INFORMATION:
━━━

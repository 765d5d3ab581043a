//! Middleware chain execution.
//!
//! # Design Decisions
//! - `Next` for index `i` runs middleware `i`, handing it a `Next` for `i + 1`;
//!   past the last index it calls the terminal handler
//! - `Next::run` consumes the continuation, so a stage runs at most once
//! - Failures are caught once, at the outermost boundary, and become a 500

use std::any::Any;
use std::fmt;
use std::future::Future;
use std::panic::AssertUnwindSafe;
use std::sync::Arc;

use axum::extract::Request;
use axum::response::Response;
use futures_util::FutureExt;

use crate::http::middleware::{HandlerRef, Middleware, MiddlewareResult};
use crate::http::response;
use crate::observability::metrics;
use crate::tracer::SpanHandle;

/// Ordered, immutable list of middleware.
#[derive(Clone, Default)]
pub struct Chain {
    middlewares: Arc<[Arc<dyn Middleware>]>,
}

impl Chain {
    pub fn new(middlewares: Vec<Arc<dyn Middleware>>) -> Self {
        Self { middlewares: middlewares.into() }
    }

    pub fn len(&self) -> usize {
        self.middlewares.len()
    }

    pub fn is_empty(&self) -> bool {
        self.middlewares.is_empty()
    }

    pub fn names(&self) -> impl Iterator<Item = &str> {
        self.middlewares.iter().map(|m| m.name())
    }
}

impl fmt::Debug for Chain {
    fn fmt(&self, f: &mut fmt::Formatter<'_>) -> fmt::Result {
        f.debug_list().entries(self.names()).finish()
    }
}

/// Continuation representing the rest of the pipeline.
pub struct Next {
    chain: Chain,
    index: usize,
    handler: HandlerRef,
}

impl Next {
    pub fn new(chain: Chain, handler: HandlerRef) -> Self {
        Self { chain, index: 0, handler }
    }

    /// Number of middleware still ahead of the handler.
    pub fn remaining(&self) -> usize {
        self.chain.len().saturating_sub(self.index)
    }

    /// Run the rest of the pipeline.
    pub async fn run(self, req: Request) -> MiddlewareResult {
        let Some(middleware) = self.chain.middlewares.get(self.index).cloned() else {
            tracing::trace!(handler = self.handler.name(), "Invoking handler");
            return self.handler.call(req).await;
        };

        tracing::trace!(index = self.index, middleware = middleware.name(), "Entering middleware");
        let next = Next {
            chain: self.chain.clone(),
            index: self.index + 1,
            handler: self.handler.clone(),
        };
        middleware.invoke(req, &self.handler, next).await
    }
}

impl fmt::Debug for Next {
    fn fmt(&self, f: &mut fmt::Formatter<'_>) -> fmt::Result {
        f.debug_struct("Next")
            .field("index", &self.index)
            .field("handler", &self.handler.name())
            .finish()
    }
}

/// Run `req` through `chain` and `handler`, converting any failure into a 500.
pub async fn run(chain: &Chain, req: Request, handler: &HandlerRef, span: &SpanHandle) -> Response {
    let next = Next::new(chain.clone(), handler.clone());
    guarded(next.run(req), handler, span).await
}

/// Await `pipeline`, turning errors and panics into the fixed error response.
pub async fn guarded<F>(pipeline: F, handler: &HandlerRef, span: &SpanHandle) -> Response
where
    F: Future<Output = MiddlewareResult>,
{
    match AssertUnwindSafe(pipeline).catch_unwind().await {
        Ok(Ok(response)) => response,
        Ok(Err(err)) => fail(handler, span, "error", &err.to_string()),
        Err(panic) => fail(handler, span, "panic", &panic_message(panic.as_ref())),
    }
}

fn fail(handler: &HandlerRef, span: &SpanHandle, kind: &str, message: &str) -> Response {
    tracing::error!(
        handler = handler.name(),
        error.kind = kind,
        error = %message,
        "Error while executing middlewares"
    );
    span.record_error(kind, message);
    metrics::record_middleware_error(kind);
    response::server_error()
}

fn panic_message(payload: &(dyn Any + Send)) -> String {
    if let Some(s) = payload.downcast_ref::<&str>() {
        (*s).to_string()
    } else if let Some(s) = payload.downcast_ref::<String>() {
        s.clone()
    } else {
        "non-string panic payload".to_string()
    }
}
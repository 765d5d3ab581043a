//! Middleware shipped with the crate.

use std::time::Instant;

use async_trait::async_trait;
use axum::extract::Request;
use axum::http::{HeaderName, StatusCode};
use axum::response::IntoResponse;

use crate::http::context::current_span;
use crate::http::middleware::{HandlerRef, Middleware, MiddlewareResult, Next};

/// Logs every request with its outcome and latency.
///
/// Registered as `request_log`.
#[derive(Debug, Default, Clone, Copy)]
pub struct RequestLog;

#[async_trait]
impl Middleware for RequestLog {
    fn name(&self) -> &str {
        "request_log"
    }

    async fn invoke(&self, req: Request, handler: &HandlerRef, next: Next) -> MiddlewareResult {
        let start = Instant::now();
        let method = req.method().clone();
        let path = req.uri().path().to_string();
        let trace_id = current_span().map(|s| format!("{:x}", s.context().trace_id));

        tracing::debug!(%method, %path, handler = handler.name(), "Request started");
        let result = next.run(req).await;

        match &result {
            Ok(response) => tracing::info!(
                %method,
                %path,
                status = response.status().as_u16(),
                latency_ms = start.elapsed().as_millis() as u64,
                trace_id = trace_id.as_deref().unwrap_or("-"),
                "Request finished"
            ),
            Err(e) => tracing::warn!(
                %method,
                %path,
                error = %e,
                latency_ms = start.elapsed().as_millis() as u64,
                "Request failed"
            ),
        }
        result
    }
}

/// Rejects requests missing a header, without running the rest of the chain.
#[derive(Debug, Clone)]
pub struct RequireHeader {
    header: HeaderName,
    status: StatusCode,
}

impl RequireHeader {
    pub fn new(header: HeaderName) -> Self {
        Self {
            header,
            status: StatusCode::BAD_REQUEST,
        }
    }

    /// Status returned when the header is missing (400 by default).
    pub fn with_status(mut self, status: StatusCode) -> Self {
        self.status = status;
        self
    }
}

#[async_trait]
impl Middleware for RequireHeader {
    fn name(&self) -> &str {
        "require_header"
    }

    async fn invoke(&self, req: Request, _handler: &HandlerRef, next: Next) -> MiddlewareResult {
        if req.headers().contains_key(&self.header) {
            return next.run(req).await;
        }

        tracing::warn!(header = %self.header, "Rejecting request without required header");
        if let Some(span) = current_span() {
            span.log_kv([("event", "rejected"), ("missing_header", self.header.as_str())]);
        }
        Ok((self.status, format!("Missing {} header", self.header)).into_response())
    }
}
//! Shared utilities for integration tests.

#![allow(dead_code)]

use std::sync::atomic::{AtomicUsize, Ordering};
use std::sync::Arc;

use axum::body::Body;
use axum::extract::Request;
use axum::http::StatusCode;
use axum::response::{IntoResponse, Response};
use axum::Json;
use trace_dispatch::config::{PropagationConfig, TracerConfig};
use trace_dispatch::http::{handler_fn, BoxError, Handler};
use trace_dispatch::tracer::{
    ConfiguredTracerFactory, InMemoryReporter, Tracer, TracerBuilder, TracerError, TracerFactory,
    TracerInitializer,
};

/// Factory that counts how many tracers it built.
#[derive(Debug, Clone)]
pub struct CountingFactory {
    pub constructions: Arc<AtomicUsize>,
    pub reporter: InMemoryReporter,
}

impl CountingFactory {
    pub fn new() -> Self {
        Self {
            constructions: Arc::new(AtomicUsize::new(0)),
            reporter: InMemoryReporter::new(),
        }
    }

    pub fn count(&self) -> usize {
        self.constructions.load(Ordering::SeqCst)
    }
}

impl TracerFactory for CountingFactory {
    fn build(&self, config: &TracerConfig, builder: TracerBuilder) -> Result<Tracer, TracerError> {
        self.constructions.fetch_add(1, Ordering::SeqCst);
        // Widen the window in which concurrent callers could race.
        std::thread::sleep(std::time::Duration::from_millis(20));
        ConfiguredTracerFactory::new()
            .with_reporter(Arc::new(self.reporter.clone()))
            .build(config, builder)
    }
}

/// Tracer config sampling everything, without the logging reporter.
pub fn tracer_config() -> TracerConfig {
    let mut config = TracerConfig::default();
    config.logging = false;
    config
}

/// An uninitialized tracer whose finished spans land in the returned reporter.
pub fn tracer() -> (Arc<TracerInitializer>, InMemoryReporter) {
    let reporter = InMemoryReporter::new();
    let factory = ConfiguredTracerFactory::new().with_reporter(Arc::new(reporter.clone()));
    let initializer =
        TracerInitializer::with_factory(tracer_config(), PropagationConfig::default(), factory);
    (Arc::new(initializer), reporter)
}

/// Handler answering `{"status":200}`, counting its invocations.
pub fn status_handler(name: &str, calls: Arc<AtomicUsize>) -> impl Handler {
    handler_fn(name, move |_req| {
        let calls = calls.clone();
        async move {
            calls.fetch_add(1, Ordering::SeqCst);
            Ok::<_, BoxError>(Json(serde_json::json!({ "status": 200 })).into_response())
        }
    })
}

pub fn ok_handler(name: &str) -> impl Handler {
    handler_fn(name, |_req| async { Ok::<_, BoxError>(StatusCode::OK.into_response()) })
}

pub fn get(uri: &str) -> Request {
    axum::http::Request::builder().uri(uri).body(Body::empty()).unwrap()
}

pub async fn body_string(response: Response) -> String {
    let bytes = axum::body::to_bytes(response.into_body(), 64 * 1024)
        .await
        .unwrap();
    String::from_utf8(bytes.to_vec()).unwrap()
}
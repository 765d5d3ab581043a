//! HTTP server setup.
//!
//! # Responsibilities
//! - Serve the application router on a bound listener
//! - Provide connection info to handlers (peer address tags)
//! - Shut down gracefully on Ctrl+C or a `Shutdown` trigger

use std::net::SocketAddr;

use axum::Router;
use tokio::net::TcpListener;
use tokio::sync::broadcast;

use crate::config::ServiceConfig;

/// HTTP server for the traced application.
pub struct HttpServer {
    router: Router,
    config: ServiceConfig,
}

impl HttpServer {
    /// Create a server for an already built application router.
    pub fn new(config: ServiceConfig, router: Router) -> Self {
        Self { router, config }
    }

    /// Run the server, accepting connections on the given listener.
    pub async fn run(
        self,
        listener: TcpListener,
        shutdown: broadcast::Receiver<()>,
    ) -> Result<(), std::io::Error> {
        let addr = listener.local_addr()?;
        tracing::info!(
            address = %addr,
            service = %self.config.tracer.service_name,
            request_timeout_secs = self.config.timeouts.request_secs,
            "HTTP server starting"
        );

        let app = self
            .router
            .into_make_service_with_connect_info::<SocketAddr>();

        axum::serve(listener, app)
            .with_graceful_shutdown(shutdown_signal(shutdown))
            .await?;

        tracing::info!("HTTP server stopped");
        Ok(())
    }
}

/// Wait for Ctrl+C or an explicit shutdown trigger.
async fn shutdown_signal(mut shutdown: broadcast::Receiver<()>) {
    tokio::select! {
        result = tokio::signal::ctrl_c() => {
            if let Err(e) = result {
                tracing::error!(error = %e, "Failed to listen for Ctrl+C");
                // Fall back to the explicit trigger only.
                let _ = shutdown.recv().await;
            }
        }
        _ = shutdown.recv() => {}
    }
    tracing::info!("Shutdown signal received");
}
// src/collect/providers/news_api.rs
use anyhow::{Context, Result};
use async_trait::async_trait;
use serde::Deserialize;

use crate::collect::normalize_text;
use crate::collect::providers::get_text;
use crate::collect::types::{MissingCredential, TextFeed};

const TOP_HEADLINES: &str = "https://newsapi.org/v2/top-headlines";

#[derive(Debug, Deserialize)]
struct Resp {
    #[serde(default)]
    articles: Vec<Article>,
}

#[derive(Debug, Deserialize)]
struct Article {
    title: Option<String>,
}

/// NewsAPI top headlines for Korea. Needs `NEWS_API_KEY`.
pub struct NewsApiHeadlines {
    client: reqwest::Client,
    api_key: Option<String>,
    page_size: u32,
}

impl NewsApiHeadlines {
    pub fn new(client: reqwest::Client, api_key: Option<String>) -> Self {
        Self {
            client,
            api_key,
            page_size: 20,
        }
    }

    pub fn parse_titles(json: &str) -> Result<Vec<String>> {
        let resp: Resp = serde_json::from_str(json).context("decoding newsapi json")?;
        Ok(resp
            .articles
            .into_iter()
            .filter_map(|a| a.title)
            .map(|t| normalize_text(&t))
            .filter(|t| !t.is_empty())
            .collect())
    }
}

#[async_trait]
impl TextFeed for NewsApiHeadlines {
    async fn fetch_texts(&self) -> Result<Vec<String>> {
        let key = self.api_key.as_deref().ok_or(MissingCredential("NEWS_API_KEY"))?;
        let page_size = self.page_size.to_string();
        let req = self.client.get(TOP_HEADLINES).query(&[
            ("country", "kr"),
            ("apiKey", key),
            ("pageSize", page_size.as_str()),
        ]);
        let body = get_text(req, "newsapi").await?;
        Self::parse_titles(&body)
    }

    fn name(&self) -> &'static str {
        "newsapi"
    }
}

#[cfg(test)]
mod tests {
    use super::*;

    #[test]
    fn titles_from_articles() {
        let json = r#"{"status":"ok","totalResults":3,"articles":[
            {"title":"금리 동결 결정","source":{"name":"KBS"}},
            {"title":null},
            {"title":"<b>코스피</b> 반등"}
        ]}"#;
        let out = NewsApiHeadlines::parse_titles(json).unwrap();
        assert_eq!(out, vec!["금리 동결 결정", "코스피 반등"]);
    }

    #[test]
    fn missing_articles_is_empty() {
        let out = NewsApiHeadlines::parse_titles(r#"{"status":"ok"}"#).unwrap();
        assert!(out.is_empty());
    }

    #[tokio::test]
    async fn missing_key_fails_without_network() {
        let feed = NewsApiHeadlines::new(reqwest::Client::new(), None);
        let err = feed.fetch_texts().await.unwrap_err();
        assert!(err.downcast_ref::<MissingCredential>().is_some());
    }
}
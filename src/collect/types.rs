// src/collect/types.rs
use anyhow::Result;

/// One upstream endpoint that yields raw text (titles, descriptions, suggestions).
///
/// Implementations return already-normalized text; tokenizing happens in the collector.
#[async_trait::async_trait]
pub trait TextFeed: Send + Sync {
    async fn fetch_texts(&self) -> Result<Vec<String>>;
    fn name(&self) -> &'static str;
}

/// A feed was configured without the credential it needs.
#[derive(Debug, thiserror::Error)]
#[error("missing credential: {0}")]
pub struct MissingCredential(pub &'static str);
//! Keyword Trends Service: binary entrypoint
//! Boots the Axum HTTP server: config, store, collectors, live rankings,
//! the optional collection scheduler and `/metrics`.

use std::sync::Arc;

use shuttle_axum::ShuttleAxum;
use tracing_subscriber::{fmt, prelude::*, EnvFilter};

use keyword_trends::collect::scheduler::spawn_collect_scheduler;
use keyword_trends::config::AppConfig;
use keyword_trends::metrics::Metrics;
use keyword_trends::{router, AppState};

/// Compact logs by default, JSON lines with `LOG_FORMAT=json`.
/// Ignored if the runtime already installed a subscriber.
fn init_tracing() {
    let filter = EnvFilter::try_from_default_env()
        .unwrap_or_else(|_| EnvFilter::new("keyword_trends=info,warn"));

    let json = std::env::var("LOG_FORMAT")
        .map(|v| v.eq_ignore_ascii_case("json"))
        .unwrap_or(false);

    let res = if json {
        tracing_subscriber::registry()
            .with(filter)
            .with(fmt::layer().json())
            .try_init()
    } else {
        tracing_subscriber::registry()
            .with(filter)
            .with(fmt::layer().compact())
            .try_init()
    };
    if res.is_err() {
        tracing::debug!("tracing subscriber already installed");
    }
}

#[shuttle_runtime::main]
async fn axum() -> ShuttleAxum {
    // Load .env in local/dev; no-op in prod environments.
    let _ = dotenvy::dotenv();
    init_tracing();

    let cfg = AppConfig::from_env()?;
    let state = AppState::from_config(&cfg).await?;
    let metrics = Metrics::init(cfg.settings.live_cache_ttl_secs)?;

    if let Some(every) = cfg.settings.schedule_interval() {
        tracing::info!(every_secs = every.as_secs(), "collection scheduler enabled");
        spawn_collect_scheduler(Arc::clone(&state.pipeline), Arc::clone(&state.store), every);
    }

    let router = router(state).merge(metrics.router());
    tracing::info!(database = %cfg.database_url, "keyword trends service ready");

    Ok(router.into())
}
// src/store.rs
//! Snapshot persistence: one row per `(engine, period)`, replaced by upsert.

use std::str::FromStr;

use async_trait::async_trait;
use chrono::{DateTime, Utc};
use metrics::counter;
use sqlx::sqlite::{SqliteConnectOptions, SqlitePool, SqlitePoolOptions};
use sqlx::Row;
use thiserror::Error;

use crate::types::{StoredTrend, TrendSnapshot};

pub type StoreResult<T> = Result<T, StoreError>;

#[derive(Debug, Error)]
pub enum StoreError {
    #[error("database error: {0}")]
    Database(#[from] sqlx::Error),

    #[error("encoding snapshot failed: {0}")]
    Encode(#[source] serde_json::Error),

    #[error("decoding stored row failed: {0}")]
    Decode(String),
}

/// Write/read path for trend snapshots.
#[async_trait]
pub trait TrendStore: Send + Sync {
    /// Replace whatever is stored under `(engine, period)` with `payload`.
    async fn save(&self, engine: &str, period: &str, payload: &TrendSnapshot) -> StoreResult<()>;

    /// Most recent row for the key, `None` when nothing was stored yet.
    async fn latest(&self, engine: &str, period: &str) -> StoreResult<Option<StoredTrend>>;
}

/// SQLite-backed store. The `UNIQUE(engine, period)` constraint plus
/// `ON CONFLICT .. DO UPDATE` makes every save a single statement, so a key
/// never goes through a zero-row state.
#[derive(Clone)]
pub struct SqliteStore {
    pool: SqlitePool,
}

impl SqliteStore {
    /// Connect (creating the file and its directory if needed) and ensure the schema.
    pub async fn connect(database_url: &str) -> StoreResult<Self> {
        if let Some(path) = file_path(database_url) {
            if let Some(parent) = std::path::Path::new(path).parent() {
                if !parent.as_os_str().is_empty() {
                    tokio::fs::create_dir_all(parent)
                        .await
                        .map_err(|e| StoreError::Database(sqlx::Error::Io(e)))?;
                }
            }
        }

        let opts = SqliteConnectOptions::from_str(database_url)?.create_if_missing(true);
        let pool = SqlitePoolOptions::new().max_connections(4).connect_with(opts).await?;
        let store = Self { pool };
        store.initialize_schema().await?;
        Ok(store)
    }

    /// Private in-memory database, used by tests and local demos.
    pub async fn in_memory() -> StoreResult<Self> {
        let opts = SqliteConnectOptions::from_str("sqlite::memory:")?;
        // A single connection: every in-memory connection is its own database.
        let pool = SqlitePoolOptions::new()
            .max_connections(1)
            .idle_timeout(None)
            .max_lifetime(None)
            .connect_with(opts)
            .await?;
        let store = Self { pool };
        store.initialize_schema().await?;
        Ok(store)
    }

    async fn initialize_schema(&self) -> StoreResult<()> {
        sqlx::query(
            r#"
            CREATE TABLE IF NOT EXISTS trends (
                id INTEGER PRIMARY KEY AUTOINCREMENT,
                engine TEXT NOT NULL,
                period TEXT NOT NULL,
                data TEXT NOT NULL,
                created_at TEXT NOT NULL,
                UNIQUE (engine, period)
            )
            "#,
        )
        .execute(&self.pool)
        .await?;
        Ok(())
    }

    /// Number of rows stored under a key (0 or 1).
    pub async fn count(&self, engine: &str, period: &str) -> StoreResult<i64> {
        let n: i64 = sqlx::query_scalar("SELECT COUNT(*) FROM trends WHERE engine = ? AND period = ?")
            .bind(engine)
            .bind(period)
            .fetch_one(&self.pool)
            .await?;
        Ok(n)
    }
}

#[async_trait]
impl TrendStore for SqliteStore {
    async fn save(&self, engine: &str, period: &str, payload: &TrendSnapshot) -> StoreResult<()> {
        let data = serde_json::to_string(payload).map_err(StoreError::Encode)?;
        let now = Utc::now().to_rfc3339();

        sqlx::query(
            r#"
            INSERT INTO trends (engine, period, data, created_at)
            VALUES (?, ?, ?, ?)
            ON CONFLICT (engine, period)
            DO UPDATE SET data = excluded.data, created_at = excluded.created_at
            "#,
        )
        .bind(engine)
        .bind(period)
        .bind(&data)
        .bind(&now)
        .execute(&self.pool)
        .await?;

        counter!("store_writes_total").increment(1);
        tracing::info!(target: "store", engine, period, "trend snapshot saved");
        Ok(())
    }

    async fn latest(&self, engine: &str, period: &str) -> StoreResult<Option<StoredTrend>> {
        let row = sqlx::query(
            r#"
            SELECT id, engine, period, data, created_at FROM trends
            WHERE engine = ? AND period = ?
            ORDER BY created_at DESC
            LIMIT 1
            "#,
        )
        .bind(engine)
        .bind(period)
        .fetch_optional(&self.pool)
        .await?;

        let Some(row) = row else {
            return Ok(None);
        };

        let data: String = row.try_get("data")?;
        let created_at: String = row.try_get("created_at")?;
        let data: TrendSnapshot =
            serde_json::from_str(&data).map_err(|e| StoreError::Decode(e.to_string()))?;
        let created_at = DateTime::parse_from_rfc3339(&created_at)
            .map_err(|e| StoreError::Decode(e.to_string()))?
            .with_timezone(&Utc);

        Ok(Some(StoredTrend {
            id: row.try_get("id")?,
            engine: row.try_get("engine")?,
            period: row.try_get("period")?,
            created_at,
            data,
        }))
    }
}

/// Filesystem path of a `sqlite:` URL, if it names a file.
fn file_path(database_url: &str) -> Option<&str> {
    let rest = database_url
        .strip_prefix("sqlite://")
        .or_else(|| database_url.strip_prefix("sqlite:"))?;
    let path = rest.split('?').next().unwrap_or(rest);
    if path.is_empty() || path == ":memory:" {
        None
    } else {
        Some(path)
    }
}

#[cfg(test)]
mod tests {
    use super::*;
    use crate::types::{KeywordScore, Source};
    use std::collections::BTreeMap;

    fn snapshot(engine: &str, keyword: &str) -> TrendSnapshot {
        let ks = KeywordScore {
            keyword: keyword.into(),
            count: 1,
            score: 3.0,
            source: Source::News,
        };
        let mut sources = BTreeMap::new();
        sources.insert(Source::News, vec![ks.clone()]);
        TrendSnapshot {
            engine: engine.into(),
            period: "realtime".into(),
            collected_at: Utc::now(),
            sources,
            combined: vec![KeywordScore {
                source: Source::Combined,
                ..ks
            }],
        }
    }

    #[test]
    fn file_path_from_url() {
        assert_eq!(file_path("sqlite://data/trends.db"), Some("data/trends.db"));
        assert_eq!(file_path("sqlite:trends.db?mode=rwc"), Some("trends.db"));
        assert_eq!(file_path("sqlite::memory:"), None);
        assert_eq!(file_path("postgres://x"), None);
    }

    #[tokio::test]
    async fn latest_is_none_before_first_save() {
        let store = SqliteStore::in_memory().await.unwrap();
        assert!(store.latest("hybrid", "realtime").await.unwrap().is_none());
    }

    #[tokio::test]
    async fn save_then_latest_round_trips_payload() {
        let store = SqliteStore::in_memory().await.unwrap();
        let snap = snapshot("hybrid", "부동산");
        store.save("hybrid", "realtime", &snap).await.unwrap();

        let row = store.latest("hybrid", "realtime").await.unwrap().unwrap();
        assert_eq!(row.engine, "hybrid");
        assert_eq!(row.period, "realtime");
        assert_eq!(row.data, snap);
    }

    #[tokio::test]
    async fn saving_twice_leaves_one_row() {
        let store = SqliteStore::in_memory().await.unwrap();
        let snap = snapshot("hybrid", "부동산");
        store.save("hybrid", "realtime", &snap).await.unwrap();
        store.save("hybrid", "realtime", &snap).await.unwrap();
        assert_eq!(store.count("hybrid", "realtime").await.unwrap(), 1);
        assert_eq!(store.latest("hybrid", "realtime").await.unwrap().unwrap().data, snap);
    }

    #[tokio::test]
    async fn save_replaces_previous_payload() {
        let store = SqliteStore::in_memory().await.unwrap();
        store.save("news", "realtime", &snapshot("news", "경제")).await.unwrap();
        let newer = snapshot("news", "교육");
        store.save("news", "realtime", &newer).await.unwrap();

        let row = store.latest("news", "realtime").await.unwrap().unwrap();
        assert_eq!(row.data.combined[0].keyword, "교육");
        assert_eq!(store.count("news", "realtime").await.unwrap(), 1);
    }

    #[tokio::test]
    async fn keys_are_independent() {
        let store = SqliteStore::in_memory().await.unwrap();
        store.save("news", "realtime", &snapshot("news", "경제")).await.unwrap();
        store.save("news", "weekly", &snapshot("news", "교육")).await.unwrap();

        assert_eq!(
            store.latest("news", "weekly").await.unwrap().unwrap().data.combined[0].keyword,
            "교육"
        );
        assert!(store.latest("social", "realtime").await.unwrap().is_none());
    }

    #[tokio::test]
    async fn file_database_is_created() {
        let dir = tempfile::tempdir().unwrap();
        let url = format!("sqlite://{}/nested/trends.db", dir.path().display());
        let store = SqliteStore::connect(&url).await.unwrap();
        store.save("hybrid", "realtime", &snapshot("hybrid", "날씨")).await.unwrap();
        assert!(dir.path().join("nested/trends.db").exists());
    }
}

━━━

DIRECTIONS:
Among the lines above, return those that contain the string "opts".

ANSWER TO THIS EXERCISE:
        let opts = SqliteConnectOptions::from_str(database_url)?.create_if_missing(true);
        let pool = SqlitePoolOptions::new().max_connections(4).connect_with(opts).await?;
        let opts = SqliteConnectOptions::from_str("sqlite::memory:")?;
            .connect_with(opts)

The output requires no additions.